== Available data

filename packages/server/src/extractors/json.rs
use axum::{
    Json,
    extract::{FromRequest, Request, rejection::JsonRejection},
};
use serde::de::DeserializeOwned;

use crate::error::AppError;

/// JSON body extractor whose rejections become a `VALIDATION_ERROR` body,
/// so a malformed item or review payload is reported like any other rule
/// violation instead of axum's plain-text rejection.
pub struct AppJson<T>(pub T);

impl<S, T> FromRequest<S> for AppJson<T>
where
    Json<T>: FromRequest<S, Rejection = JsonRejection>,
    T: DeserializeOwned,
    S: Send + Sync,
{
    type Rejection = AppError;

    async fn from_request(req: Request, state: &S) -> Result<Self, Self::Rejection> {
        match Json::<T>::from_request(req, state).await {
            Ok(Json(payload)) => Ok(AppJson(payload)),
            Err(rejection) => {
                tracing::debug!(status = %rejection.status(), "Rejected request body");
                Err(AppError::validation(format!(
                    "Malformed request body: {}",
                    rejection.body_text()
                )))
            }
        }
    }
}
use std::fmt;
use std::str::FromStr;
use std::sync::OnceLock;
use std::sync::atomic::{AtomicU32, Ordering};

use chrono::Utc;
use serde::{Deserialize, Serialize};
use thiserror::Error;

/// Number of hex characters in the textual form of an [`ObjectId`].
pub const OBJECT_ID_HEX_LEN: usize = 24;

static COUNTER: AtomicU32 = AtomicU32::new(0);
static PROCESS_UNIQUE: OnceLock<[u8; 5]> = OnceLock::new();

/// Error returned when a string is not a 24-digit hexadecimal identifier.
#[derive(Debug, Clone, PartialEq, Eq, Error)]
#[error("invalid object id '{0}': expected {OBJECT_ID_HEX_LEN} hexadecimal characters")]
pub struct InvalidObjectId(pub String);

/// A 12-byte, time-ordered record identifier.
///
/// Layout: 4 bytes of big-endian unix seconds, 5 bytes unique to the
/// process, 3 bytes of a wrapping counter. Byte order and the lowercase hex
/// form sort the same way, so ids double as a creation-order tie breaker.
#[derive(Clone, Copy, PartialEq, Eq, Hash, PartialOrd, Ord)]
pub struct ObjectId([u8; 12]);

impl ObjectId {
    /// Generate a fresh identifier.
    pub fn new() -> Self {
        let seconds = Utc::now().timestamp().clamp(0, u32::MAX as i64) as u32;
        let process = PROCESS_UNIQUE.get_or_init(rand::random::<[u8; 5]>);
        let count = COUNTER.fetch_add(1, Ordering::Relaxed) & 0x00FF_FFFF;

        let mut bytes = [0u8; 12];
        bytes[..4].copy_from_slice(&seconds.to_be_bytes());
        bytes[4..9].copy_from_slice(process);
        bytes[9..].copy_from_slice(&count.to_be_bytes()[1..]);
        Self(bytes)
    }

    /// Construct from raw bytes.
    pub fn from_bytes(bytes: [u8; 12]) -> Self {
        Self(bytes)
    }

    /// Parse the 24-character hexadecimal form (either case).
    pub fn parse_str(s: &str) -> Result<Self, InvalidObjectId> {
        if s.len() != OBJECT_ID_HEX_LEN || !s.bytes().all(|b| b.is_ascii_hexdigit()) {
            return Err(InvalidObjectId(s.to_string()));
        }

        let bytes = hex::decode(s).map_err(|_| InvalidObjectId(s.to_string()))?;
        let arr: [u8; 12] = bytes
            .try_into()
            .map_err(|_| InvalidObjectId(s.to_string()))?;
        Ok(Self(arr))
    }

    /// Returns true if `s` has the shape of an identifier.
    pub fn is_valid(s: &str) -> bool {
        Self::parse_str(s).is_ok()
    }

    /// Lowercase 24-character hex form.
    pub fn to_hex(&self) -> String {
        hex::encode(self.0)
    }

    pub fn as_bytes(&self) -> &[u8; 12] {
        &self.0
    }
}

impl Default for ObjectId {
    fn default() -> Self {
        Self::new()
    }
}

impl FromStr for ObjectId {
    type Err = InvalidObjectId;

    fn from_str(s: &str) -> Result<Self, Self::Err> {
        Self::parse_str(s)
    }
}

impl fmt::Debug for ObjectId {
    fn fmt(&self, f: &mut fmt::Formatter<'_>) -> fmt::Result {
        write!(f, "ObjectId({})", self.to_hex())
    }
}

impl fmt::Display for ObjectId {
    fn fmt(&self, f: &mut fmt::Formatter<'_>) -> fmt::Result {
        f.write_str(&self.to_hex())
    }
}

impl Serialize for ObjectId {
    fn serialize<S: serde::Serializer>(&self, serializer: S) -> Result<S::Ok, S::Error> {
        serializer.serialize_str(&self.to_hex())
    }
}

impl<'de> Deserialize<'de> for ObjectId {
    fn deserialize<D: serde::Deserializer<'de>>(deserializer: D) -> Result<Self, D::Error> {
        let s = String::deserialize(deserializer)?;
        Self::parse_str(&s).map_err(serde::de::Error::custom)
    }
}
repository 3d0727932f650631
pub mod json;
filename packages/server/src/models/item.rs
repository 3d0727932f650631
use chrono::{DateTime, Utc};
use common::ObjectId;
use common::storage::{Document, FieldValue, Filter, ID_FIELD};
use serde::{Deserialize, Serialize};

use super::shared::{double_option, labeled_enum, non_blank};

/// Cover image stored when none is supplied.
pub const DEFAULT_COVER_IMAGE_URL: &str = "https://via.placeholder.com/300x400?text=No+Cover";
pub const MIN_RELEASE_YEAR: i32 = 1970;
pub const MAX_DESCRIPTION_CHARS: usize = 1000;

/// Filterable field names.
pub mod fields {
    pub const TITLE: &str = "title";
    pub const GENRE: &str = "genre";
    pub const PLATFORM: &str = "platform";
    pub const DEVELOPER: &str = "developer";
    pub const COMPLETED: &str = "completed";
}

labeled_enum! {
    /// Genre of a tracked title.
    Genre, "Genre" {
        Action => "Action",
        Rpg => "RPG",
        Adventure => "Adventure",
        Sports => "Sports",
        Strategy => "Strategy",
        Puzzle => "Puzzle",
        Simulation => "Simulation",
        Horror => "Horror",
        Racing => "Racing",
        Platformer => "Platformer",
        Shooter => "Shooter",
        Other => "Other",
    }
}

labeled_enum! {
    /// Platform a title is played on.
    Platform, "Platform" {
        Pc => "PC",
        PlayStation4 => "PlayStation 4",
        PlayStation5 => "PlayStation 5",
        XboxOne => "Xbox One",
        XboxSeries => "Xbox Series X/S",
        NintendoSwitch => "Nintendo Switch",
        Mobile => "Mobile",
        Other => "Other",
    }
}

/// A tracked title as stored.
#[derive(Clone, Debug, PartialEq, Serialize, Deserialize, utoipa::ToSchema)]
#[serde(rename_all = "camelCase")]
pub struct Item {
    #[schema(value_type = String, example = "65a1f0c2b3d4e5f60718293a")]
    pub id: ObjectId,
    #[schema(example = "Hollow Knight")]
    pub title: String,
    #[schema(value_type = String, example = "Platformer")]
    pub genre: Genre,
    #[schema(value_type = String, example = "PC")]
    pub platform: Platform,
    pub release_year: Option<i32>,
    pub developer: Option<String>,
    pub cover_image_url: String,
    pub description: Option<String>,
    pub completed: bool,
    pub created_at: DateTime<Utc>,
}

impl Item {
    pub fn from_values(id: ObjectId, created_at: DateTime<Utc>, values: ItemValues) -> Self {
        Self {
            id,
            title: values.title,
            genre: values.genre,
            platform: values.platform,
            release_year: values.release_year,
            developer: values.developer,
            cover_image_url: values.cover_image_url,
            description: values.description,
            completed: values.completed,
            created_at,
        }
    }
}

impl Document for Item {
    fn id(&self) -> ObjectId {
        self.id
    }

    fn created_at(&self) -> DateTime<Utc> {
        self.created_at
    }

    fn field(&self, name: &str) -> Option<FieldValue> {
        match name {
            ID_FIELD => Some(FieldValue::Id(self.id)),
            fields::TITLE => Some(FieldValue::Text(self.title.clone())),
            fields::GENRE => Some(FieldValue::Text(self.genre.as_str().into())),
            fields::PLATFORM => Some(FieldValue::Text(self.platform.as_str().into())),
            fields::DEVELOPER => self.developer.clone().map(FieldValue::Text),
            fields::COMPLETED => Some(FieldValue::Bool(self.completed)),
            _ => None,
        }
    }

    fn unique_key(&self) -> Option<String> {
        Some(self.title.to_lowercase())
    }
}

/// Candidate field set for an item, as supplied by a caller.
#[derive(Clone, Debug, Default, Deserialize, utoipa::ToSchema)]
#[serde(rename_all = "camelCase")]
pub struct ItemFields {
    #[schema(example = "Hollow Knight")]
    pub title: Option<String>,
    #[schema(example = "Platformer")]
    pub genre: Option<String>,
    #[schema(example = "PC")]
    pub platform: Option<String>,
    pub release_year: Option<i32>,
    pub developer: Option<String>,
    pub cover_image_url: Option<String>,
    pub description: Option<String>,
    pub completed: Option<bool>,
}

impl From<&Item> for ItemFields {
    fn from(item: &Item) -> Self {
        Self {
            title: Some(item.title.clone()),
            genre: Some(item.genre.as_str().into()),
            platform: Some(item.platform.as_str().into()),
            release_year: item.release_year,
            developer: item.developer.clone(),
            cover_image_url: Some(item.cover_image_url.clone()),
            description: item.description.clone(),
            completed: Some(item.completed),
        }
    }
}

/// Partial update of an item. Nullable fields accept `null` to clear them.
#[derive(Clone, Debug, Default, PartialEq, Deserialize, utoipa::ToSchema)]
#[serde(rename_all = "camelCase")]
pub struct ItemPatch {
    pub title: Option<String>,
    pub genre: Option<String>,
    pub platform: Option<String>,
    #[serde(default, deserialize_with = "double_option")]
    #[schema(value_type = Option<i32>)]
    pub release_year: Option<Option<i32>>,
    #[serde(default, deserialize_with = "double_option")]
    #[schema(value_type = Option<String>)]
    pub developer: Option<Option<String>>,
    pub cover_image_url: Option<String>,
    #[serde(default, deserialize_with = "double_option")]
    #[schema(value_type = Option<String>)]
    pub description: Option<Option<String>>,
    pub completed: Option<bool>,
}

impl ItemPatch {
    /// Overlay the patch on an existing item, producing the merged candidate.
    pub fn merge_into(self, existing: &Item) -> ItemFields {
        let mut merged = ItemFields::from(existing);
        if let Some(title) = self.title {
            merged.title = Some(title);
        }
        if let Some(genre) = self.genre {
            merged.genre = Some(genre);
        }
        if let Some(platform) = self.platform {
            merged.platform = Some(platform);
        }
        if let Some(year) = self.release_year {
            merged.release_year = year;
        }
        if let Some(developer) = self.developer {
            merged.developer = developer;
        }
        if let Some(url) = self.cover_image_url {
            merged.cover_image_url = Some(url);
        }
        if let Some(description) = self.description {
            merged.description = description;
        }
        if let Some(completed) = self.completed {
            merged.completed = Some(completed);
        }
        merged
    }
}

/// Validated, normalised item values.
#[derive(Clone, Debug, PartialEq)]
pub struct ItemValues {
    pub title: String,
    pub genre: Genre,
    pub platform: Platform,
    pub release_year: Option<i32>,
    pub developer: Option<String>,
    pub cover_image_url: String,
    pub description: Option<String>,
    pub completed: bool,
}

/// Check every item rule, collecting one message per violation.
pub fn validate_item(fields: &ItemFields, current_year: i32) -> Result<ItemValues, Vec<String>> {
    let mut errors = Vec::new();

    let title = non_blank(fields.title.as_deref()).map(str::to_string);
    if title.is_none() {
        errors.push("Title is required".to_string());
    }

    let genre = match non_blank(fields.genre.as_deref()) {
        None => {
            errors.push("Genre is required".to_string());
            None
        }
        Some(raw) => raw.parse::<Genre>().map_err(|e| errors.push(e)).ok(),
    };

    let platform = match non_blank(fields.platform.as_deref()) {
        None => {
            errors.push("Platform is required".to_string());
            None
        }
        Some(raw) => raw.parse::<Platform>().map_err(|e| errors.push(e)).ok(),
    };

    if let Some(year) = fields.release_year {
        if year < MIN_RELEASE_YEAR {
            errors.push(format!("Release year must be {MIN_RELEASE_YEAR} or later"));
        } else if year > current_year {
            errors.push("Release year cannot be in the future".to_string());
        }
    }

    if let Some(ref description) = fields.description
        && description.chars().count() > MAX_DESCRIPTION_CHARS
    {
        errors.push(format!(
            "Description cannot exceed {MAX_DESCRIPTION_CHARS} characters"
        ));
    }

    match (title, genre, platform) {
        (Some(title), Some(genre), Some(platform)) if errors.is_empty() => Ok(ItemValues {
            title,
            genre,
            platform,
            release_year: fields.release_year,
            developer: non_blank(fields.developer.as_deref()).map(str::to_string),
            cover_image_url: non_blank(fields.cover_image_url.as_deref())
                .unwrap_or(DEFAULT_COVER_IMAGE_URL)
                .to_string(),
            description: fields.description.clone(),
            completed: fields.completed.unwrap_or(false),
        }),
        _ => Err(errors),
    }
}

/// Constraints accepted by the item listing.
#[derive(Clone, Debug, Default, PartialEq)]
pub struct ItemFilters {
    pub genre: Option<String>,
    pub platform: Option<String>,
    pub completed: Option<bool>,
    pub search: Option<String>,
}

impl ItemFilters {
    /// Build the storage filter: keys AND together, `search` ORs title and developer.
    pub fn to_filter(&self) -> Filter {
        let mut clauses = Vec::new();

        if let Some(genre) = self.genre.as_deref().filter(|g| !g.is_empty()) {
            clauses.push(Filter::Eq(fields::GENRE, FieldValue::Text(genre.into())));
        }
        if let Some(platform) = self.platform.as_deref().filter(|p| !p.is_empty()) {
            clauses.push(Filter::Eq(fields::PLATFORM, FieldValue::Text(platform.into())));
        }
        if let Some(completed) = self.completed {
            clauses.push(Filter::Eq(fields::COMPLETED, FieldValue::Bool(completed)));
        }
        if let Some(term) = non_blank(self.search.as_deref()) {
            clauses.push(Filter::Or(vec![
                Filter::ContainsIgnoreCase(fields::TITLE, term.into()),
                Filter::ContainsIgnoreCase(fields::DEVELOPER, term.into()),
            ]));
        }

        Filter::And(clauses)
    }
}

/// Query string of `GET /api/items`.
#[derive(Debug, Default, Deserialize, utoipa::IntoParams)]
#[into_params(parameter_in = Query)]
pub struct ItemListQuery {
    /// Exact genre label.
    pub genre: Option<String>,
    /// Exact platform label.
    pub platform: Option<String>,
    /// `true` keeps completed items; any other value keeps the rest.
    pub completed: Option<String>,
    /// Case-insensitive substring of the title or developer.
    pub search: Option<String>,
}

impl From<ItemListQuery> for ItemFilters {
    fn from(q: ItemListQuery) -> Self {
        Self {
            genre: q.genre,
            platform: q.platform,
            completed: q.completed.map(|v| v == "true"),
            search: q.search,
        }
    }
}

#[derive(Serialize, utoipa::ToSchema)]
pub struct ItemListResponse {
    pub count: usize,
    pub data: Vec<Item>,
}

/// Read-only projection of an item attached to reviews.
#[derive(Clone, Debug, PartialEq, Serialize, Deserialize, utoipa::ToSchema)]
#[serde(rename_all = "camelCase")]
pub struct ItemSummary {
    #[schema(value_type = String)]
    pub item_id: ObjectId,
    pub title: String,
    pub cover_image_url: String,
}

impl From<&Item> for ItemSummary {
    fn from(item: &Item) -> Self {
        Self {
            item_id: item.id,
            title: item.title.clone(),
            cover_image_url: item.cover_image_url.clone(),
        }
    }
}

====
== Available data

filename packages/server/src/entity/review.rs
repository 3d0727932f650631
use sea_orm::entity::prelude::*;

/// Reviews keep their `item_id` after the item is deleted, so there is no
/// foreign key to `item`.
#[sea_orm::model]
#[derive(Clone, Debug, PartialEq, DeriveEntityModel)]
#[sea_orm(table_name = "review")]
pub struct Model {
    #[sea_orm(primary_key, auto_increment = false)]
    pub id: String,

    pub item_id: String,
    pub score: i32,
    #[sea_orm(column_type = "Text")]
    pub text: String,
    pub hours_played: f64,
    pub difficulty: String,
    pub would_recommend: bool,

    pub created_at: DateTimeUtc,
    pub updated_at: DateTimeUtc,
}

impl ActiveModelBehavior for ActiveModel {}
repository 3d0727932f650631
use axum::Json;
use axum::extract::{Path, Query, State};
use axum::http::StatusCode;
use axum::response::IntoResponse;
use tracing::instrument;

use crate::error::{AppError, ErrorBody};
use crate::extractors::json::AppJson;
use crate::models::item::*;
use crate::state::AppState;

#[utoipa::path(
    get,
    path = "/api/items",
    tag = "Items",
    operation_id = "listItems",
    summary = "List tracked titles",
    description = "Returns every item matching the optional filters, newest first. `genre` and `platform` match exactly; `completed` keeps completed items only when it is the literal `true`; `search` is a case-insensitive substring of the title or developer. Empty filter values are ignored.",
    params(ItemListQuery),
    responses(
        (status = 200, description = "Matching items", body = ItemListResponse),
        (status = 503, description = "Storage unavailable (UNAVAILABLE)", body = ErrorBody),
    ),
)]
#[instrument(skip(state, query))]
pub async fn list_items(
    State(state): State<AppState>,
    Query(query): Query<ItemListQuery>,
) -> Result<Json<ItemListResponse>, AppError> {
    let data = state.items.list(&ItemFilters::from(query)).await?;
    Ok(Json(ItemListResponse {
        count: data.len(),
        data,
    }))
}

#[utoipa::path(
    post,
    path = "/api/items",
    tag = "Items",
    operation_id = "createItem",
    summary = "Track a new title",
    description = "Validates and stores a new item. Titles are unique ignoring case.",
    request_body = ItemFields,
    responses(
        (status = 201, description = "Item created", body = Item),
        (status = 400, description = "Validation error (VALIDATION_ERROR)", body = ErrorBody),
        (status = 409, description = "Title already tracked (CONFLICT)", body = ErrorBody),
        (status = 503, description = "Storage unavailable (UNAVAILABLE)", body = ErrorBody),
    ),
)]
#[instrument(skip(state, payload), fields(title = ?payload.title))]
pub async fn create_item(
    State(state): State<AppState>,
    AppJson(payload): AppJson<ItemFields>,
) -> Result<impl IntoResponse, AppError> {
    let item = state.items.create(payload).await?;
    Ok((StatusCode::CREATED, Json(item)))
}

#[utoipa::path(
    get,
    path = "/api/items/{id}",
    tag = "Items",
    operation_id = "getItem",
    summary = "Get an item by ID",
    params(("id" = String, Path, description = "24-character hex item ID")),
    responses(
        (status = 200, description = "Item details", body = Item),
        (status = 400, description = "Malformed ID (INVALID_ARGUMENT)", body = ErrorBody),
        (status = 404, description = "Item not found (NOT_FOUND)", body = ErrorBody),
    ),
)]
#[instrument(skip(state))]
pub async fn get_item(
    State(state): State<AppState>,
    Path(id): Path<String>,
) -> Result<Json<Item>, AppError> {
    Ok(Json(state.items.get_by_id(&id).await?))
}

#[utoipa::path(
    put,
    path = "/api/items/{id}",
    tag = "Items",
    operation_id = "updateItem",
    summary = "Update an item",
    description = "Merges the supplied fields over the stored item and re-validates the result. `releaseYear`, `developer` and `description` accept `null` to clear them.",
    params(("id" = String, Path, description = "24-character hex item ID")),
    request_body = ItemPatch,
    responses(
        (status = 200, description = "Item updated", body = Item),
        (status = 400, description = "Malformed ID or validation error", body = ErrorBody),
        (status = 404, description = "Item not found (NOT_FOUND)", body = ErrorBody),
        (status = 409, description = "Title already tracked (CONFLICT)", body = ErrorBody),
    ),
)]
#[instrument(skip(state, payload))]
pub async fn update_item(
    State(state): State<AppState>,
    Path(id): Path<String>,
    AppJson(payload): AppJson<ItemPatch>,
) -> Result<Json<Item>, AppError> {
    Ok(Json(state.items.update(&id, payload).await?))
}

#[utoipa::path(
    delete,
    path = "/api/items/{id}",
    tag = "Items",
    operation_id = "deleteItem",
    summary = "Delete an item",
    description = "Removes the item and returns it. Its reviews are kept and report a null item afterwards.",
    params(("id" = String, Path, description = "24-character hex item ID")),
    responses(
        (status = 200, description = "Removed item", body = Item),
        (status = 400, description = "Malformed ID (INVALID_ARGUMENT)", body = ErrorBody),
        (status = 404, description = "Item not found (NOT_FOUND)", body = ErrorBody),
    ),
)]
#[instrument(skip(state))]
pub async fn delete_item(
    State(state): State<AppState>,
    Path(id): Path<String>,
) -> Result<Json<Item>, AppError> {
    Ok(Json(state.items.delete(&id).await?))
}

====

Task goal:
In the data above, find the line with "filename packages/server/src/extractors/json.rs" and the line with "any other rule". Retype both, plus every line between them, exactly.

Response to the exercise:
filename packages/server/src/extractors/json.rs
use axum::{
    Json,
    extract::{FromRequest, Request, rejection::JsonRejection},
};
use serde::de::DeserializeOwned;

use crate::error::AppError;

/// JSON body extractor whose rejections become a `VALIDATION_ERROR` body,
/// so a malformed item or review payload is reported like any other rule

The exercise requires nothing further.